What's the rationale? There isn't one. It's just what happens when the chips are left to fall where they may. The needle exchange isn't going mobile because it's an effective strategy on any front, but simply because no place can be found for it.

Greater Victoria has had a needle exchange for almost 20 years, operated by AIDS Vancouver Island. You'd never know it from the hand-wringing and hysteria that has accompanied any mention of the exchange this past year or two, but once upon a time the exchange had neighbours who actually wrote letters supporting it, and a day-care centre right across the street. Those days are long gone, and for reasons that have little to do with the needle exchange itself.

Most notably, the number of people using the needle exchange has increased dramatically -- from 500 clients in 1996 to more than 1,500 today, with no concurrent increase in funding. Up until a small lift last fall in the midst of a community uproar over Cormorant Street, the exchange had been juggling triple the number of clients with the same staffing levels as a decade ago.

The drugs have changed as well, says AVI communications co-ordinator Andrea Langlois. Mellower drugs like heroin have given way to intense ones like cocaine and crystal meth, which can crank up negative behaviours in users due to the way they affect brain chemicals.

Both of those drugs are also injected far more frequently by addicted users -- sometimes 20 or more times a day. That has increased traffic at the exchange.

Then there's the sheer volume of people out there. The number of people living on the streets has grown fivefold since the exchange moved into its current Cormorant Street location in 2001. With most other services closed at night, the exchange evolved into a place where the street community could hang out.

No surprise, then, that the neighbours gradually worked themselves into a fury over the discarded needles, garbage and steady stream of sick, scabby people they were seeing outside their doors. The owner of the building that housed the exchange gave AVI notice last fall that the service had to go.

Months of fruitless searching for another location followed. There was a plan to move the exchange into a Pandora Avenue building next to the Our Place drop-in, but that fell through after alarmed parents from a private school a couple of blocks away nixed the move. With the May 31 eviction date looming, AVI has no choice but to go mobile.

It's a most peculiar development for a region that really can't afford any more evidence of the social decay in its core. Up until now, we've had one needle exchange; in the near future, we'll have one wherever AVI's van stops. What's our plan when those neighbourhoods inevitably start to complain?
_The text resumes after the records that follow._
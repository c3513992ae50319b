//! `hd-vault` binary against an on-disk store

use hd_vault::{SecureStore, WalletManager, WalletPolicy, DEFAULT_NAMESPACE, RECOVERY_PHRASE};
use std::process::{Command, Output};
use tempfile::TempDir;

const PASSWORD: &str = "cli-password";
const PHRASE: &str =
    "abandon abandon abandon abandon abandon abandon abandon abandon abandon abandon abandon about";

fn db_path(dir: &TempDir) -> String {
    dir.path().join("vault.db").to_string_lossy().into_owned()
}

fn run(dir: &TempDir, args: &[&str]) -> Output {
    Command::new(env!("CARGO_BIN_EXE_hd-vault"))
        .args(args)
        .current_dir(dir.path())
        .env_clear()
        .env("DATABASE_PATH", db_path(dir))
        .env("WALLET_MASTER_PASSWORD", PASSWORD)
        .output()
        .unwrap()
}

async fn stored_phrase(dir: &TempDir) -> String {
    let store = SecureStore::open(&db_path(dir), DEFAULT_NAMESPACE, Some(PASSWORD)).await.unwrap();
    let phrase = store.get(RECOVERY_PHRASE, "").await.unwrap();
    store.close().await;
    phrase
}

async fn seed_phrase_only(dir: &TempDir) {
    let store = SecureStore::open(&db_path(dir), DEFAULT_NAMESPACE, Some(PASSWORD)).await.unwrap();
    store.edit().put(RECOVERY_PHRASE, PHRASE).commit().await.unwrap();
    store.close().await;
}

#[tokio::test]
async fn test_generate_refuses_to_replace_stored_phrase() {
    let dir = tempfile::tempdir().unwrap();
    seed_phrase_only(&dir).await;

    let output = run(&dir, &["generate"]);
    assert!(!output.status.success());
    assert!(String::from_utf8_lossy(&output.stderr).contains("--force"));
    assert_eq!(stored_phrase(&dir).await, PHRASE);
}

#[tokio::test]
async fn test_generate_force_replaces_stored_phrase() {
    let dir = tempfile::tempdir().unwrap();
    seed_phrase_only(&dir).await;

    let output = run(&dir, &["generate", "--force"]);
    assert!(output.status.success());

    let store = SecureStore::open(&db_path(&dir), DEFAULT_NAMESPACE, Some(PASSWORD)).await.unwrap();
    let manager = WalletManager::with_default_engine(store, WalletPolicy::default());
    let record = manager.load().await.unwrap();
    assert!(record.is_complete());
    assert_ne!(record.mnemonic_phrase, PHRASE);
    manager.into_store().close().await;
}

#[tokio::test]
async fn test_generate_on_empty_store_then_refuse() {
    let dir = tempfile::tempdir().unwrap();

    assert!(run(&dir, &["generate"]).status.success());
    let first = stored_phrase(&dir).await;
    assert_eq!(first.split(' ').count(), 12);

    assert!(!run(&dir, &["generate"]).status.success());
    assert_eq!(stored_phrase(&dir).await, first);
}

#[tokio::test]
async fn test_show_json_hides_phrase_unless_revealed() {
    let dir = tempfile::tempdir().unwrap();
    assert!(run(&dir, &["generate"]).status.success());

    let hidden: serde_json::Value = serde_json::from_slice(&run(&dir, &["show", "--json"]).stdout).unwrap();
    assert!(hidden["public_key"].as_str().unwrap().starts_with("xpub"));
    assert!(hidden["recovery_phrase"].is_null());

    let shown: serde_json::Value =
        serde_json::from_slice(&run(&dir, &["show", "--json", "--reveal"]).stdout).unwrap();
    assert_eq!(shown["recovery_phrase"].as_str().unwrap(), stored_phrase(&dir).await);
}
Langlois is especially worried about the clients who like to maintain a low profile -- the ones who stop by every night after work to pick up a needle or two.

They're not going to want to risk being identified by having to make their exchange in a public place, especially if TV crews decide to make a big deal out of following the van on its route. The opportunity to connect clients with other services -- including detox and treatment -- will also be lost when the exchange goes mobile.

"We really don't know how successful we'll be in maintaining the number of needles exchanged once we're mobile," says Langlois, adding that if the number of exchanges drops off, "there's potential for an epidemic of hepatitis C in this city."

The needles might be what bring people through the door, says Steve Bradley, a Christian outreach worker and recovering addict who used to run a support group at the exchange. But it's the support and sense of connection that people get while there that can change their lives, he notes. Without it, there's no way out.

"You close the needle exchange, you're going to see crime downtown increasing," predicts Bradley. "We can't afford to lose that place."

Got a widemouth plastic water bottle to throw out in the wake of the bisphenol-A scare? Drop it off at the needle exchange this month -- they'll hand the bottles out to clients as "sharps" containers for needle disposal.